Por lo pronto, Christine Lagarde ha reconocido en rueda de prensa que la pandemia sigue siendo un "serio riesgo" para la salud pública y la economía de la zona euro y ha reconocido que las últimas restricciones por la tercera ola están impactando en la actividad, en especial en el sector servicios. En definitiva, ha advertido de "riesgos" y de "impacto" en el corto plazo en el crecimiento y la inflación de la zona euro, aunque dentro del escenario que maneja la institución.Y añadido que esos riesgos son ahora "menos pronunciados".

La presidenta del BCE ha afirmado que la pandemia ya ha causado impacto económico en el cuarto trimestre de 2020, que se extenderá en el primer trimestre de este año, "en línea con las previsiones macroeconómicas de diciembre". Descarta por el momento una revisión a la baja de sus proyecciones pero también ha evitado lanzar un mensaje de optimismo. "Podemos usar todos los instrumentos disponibles y no hay nada que no esté sobre la mesa", ha asegurado Lagarde. Así, el PEPP podrá no emplearse en su totalidad o elevarse de nuevo. Todo dependerá de si el BCE cumple su objetivo de asegurar unas condiciones favorables de financiación, según ha explicado su presidenta.

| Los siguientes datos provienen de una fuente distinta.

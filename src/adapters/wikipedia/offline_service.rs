//! Offline Summary Service - Stand-in used when no HTTP client can be built.
//!
//! Every lookup reports `Unavailable`, so the menu still renders with the
//! connection notice while the bias line keeps its search link.

use async_trait::async_trait;

use super::wikipedia_service::search_url_for;
use crate::ports::{SummaryError, SummaryService};

/// Summary service that is never reachable.
#[derive(Debug, Clone)]
pub struct OfflineSummaryService {
    search_base_url: String,
    reason: String,
}

impl OfflineSummaryService {
    pub fn new(search_base_url: impl Into<String>, reason: impl Into<String>) -> Self {
        Self {
            search_base_url: search_base_url.into(),
            reason: reason.into(),
        }
    }
}

#[async_trait]
impl SummaryService for OfflineSummaryService {
    async fn fetch_summary(&self, _query: &str) -> Result<String, SummaryError> {
        Err(SummaryError::unavailable(self.reason.clone()))
    }

    fn search_url(&self, query: &str) -> String {
        search_url_for(&self.search_base_url, query)
    }
}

Lagarde ha señalado que hay una serie de factores positivos para mantener sus previsiones de diciembre, que aun así serán sometidas a revisión en la reunión de marzo. Ha citado el inicio de la campaña de vacunación, a pesar de algunas dificultades; el acuerdo alcanzado para el Brexit, la elección de Joe Biden en EE UU y la amplia victoria demócrata, el hecho de que la industria europea esté en una clara "senda de recuperación", y que haya acuerdo en la UE sobre el fondo de reconstrucción, aunque aún esté pendiente su ratificación definitiva, reclamada por Lagarde. 

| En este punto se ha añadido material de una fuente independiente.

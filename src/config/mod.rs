//! Application configuration module
//!
//! This module provides type-safe configuration loading from environment variables
//! using the `config` and `dotenvy` crates. Configuration is loaded with the
//! `BIAS_OF_THE_DAY` prefix and nested values use double underscores as separators.
//!
//! Every value has a default, so the plugin runs with no environment at all.
//!
//! # Example
//!
//! ```no_run
//! use bias_of_the_day::config::AppConfig;
//!
//! let config = AppConfig::load().expect("Failed to load configuration");
//! config.validate().expect("Invalid configuration");
//!
//! println!("Summaries from {}", config.summary.api_base_url);
//! ```

mod error;
mod summary;

pub use error::{ConfigError, ValidationError};
pub use summary::SummaryConfig;

use serde::Deserialize;

/// Human-readable plugin title.
pub const PLUGIN_TITLE: &str = "Cognitive Bias A Day";

/// Project page of the plugin.
pub const PLUGIN_ABOUT_URL: &str = "https://github.com/LeonLiber/cognitive-bias-a-day";

/// Root application configuration
///
/// Load using [`AppConfig::load()`] which reads from environment variables.
#[derive(Debug, Clone, Deserialize)]
pub struct AppConfig {
    /// Wikipedia summary service configuration
    #[serde(default)]
    pub summary: SummaryConfig,

    /// Log filter directive, used when `RUST_LOG` is not set
    #[serde(default = "default_log_level")]
    pub log_level: String,
}

impl AppConfig {
    /// Load configuration from environment variables
    ///
    /// This function:
    /// 1. Loads `.env` file if present (for development)
    /// 2. Reads environment variables with `BIAS_OF_THE_DAY` prefix
    /// 3. Uses `__` (double underscore) to separate nested values
    /// 4. Deserializes into typed configuration structs
    ///
    /// # Environment Variable Format
    ///
    /// - `BIAS_OF_THE_DAY__SUMMARY__TIMEOUT_SECS=30` -> `summary.timeout_secs = 30`
    /// - `BIAS_OF_THE_DAY__LOG_LEVEL=debug` -> `log_level = "debug"`
    ///
    /// # Errors
    ///
    /// Returns `ConfigError` if values cannot be parsed into expected types.
    pub fn load() -> Result<Self, ConfigError> {
        // Load .env file if present (development)
        dotenvy::dotenv().ok();

        let config = config::Config::builder()
            .add_source(
                config::Environment::default()
                    .prefix("BIAS_OF_THE_DAY")
                    .separator("__"),
            )
            .build()?
            .try_deserialize()?;

        Ok(config)
    }

    /// Validate all configuration values
    ///
    /// # Errors
    ///
    /// Returns `ValidationError` if any configuration value is invalid.
    pub fn validate(&self) -> Result<(), ValidationError> {
        self.summary.validate()?;
        tracing_subscriber::EnvFilter::try_new(&self.log_level)
            .map_err(|e| ValidationError::InvalidLogLevel(e.to_string()))?;
        Ok(())
    }
}

impl Default for AppConfig {
    fn default() -> Self {
        Self {
            summary: SummaryConfig::default(),
            log_level: default_log_level(),
        }
    }
}

fn default_log_level() -> String {
    "warn,bias_of_the_day=info".to_string()
}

En paralelo, en el lado negativo, la presidenta del BCE ha insistido en el avance de la pandemia y en la aparición de nuevas cepas, lo que "podría requerir más restricciones". "Nuestra previsión de diciembre es ampliamente válida, aunque hay claros riesgos", ha zanjado.

Lagarde ya señaló la semana pasada que sus previsiones de crecimiento en 2021, del 3,9%, siguen siendo “claramente verosímiles”. Y aseguró que "se ha comenzado el año de una manera más positiva de lo que algunos quieren ver".

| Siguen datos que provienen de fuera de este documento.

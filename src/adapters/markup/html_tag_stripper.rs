//! HTML tag stripper backed by `scraper`.

use scraper::Html;

use crate::ports::{MarkupError, MarkupStripper};

/// Strips tags by parsing the markup as an HTML fragment and concatenating
/// its text nodes. Character references such as `&amp;` are decoded.
#[derive(Debug, Clone, Copy, Default)]
pub struct HtmlTagStripper;

impl HtmlTagStripper {
    pub fn new() -> Self {
        Self
    }
}

impl MarkupStripper for HtmlTagStripper {
    fn strip(&self, markup: &str) -> Result<String, MarkupError> {
        let fragment = Html::parse_fragment(markup);
        Ok(fragment.root_element().text().collect())
    }
}
//! Error types for the domain layer.

use thiserror::Error;

/// Errors raised when static domain data is not well-formed.
#[derive(Debug, Clone, PartialEq, Eq, Error)]
pub enum ValidationError {
    #[error("Field '{field}' cannot be empty")]
    EmptyField { field: String },

    #[error("'{parent}' has no {children}")]
    MissingChildren { parent: String, children: String },
}

impl ValidationError {
    /// Creates an empty field validation error.
    pub fn empty_field(field: impl Into<String>) -> Self {
        ValidationError::EmptyField { field: field.into() }
    }

    /// Creates a missing children validation error.
    pub fn missing_children(parent: impl Into<String>, children: impl Into<String>) -> Self {
        ValidationError::MissingChildren {
            parent: parent.into(),
            children: children.into(),
        }
    }
}
//! Bias of the Day - A status-bar plugin showing one cognitive bias per day.
//!
//! Each invocation picks an entry from an embedded taxonomy of cognitive
//! biases by day of year, fetches its Wikipedia summary, and prints a
//! BitBar-compatible menu.

pub mod adapters;
pub mod application;
pub mod config;
pub mod domain;
pub mod ports;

Algunas firmas sí han ajustado a la baja sus previsiones de crecimiento este año para la zona euro, como Bank of America, que lo ha rebajado del 3,9% al 2,9%. En Goldman Sachs auguran una ligera contracción del PIB del primer trimestre en la zona euro del 0,1%, motivado por las nuevas restricciones a la movilidad.

Para 2021, el BCE espera un alza del PIB de la zona euro del 3,9%, que recortó en sus proyecciones de diciembre desde el 5% anterior. Y augura una contracción del 2,2% en el PIB del cuarto trimestre de 2020. Según el BCE, los precios crecerán al 1% en 2021, al 1,1% en 2022 y al 1,4% en 2023. Lejos por tanto de la meta del BCE de aproximar la inflación al 2%.

Lagarde también avanzó en diciembre que no esperaba un grado de inmunidad en la zona euro como para volver a la normalidad hasta al menos finales de este año y que el PIB de la región no volverá a los niveles previos a la pandemia hasta mediados de 2022.

Estrategia integral frente al control de la curva

La presidenta del BCE ha defendido además una estrategia integral en su política monetaria, desmarcándose de la propuesta lanzada por el gobernador del Banco de España, Pablo Hernández de Cos, de establecer el control sobre la curva de tipos para dar más efectividad a la voluminosa compra de deuda. Es la estrategia que sigue por ejemplo el Banco de Japón, enfocada a mantener a cero el rendimiento del bono nipón a 10 años.

Según ha explicado Lagarde, el objetivo de facilitar unas condiciones favorables de financiación, no pasa únicamente por alcanzar "una rentabilidad en particular" para un activo de deuda sino por un conjunto de indicadores, como la curva de tipos o las primas de riesgo pero también el nivel de crédito bancario, de confianza del consumidor o las expectativas de precios.